Task to carry out => For each line of the data below, copy it if it holds the word "MmioRegion".

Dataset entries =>
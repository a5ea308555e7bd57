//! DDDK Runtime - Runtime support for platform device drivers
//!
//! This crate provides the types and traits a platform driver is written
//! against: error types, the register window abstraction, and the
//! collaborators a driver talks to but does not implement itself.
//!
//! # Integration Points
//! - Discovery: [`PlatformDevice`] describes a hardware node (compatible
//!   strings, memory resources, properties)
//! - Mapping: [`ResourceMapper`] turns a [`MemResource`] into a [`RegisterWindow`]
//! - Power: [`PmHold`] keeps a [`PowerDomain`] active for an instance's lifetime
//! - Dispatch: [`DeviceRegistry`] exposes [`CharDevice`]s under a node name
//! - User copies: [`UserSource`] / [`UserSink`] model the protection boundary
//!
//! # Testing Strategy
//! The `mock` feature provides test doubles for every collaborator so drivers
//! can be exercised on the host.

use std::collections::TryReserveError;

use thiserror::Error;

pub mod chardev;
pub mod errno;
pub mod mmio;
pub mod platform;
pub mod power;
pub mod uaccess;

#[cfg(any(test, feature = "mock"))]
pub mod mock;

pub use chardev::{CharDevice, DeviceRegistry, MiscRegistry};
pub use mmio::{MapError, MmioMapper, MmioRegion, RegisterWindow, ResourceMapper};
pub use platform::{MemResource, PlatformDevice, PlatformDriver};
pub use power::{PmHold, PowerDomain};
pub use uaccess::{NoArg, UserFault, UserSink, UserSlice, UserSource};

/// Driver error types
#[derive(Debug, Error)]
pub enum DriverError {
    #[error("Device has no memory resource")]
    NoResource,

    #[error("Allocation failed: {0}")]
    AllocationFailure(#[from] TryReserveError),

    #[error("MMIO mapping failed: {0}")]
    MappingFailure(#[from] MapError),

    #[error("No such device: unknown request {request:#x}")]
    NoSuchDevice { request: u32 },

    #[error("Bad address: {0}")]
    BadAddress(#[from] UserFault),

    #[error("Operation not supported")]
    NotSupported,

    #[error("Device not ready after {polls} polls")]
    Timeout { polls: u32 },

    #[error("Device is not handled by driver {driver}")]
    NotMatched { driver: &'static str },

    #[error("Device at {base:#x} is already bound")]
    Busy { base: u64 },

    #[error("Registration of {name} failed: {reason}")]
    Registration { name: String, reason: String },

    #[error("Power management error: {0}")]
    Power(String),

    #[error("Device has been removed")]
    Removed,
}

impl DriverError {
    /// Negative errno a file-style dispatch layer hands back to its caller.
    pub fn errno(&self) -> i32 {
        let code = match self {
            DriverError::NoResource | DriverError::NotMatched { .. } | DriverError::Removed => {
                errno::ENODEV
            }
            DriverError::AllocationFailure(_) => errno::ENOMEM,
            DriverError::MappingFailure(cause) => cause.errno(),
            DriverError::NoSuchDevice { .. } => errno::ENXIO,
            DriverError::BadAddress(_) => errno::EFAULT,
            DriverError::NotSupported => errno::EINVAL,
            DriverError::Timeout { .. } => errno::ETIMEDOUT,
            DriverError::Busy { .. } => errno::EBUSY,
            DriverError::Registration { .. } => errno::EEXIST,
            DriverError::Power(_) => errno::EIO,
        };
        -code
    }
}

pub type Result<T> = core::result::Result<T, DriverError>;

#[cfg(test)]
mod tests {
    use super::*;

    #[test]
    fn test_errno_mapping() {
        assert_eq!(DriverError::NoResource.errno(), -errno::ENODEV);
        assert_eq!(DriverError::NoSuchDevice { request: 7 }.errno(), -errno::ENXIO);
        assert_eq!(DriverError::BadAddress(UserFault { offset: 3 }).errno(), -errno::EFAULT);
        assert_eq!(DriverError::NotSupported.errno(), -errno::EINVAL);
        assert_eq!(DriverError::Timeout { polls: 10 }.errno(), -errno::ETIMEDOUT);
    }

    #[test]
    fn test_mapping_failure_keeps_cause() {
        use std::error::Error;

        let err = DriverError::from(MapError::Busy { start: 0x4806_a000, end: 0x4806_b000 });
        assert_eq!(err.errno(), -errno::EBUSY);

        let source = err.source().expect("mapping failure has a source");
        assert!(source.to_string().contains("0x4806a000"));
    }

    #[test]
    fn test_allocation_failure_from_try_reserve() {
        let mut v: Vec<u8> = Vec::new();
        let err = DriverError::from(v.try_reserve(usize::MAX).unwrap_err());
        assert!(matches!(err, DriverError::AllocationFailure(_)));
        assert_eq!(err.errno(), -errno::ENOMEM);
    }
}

---

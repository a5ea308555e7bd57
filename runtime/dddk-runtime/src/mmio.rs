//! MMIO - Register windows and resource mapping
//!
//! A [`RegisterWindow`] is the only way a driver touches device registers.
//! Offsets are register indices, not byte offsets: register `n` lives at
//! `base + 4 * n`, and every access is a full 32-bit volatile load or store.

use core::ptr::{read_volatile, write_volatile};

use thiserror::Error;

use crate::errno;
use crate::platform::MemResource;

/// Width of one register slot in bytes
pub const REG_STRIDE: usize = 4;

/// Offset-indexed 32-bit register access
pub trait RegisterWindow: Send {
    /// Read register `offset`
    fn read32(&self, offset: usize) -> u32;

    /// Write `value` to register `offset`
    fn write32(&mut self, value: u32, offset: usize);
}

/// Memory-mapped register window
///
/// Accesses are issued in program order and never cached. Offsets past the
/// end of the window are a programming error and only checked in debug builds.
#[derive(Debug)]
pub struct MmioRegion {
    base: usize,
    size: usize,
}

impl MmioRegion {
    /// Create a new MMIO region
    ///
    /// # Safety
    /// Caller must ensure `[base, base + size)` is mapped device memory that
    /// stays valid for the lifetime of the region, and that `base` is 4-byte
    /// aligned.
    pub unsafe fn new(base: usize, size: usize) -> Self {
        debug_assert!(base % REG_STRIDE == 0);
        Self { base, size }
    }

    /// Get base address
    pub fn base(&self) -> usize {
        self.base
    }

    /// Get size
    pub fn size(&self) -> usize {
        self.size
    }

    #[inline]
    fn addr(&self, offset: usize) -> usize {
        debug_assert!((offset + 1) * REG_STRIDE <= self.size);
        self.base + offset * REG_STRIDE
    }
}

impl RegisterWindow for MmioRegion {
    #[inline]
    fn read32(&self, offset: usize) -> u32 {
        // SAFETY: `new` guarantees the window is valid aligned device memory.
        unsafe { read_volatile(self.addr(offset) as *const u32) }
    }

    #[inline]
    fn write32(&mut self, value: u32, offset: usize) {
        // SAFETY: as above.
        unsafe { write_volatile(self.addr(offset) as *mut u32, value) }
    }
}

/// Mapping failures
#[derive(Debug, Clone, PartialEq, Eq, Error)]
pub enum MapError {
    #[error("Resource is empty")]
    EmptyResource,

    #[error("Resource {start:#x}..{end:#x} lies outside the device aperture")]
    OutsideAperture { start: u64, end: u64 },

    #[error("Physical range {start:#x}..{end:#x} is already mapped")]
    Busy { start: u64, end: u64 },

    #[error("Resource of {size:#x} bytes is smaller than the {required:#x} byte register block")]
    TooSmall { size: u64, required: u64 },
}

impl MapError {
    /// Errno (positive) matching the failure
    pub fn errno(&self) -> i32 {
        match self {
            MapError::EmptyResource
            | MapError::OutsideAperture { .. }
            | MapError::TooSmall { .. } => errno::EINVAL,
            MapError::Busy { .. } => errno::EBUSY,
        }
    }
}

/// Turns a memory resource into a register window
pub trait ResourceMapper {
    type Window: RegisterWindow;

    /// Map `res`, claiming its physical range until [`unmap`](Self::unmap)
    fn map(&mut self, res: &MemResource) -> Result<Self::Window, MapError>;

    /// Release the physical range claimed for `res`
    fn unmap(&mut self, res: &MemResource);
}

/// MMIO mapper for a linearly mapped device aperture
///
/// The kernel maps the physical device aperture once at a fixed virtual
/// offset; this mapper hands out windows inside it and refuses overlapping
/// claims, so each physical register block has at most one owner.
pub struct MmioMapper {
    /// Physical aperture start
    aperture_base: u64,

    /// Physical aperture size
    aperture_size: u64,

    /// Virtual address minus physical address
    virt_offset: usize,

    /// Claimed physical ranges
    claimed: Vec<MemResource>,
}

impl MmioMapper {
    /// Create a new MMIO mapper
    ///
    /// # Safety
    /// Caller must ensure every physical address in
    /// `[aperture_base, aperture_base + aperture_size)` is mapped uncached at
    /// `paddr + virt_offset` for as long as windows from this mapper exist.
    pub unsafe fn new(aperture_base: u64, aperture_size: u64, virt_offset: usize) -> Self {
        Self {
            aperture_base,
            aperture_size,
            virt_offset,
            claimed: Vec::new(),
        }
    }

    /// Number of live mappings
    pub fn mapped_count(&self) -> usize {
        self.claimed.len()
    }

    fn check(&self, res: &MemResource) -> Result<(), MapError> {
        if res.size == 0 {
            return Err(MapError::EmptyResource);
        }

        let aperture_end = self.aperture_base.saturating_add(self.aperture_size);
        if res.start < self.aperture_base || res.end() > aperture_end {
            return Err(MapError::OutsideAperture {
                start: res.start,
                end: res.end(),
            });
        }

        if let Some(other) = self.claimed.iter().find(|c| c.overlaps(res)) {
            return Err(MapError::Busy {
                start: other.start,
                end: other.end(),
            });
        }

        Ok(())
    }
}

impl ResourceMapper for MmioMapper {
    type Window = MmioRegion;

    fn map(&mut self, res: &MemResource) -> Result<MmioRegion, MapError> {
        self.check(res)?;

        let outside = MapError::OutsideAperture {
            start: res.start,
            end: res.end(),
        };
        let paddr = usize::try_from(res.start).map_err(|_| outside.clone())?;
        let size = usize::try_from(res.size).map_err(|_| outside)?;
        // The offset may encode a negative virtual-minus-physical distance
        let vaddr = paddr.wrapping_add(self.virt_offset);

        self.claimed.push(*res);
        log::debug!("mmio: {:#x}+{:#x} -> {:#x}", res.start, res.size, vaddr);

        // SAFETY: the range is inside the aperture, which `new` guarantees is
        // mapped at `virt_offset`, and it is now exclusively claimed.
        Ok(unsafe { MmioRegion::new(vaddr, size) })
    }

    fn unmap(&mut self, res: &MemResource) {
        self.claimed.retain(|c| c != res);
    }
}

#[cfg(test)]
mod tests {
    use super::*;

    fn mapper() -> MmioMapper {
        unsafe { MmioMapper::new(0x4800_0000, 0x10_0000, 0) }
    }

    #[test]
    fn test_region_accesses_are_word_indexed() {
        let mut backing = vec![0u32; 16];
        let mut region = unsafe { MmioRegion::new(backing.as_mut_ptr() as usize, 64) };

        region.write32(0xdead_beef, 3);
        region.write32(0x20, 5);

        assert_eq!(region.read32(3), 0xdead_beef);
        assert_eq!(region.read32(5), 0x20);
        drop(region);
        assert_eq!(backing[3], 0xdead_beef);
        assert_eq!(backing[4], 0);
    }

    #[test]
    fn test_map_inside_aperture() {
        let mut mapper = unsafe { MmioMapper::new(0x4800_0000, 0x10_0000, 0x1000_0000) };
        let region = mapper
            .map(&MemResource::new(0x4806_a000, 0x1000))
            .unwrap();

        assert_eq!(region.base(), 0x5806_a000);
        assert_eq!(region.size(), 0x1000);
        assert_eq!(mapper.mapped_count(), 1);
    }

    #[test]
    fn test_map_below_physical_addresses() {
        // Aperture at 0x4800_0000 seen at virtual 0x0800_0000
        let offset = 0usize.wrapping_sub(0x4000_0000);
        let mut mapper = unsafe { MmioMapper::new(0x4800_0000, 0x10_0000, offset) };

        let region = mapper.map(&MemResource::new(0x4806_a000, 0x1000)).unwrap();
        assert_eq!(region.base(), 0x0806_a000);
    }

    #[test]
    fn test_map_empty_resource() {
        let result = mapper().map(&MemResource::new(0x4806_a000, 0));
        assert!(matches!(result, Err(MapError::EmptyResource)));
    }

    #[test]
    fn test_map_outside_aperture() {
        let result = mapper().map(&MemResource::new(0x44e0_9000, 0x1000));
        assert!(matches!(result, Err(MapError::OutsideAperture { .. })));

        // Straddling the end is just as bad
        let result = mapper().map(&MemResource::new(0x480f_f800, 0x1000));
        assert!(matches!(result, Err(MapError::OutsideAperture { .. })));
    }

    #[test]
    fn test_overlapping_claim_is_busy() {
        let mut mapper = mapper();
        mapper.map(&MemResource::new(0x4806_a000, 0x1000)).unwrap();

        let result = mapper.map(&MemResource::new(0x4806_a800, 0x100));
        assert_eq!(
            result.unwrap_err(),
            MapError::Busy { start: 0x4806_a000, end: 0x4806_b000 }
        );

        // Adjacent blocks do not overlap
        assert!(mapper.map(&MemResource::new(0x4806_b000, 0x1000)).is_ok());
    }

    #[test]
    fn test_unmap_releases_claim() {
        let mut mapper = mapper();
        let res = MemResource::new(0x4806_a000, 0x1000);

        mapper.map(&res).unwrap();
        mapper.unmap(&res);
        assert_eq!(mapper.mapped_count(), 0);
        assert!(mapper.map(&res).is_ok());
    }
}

Task response =>
pub use mmio::{MapError, MmioMapper, MmioRegion, RegisterWindow, ResourceMapper};
pub struct MmioRegion {
impl MmioRegion {
impl RegisterWindow for MmioRegion {
    type Window = MmioRegion;
    fn map(&mut self, res: &MemResource) -> Result<MmioRegion, MapError> {
        Ok(unsafe { MmioRegion::new(vaddr, size) })
        let mut region = unsafe { MmioRegion::new(backing.as_mut_ptr() as usize, 64) };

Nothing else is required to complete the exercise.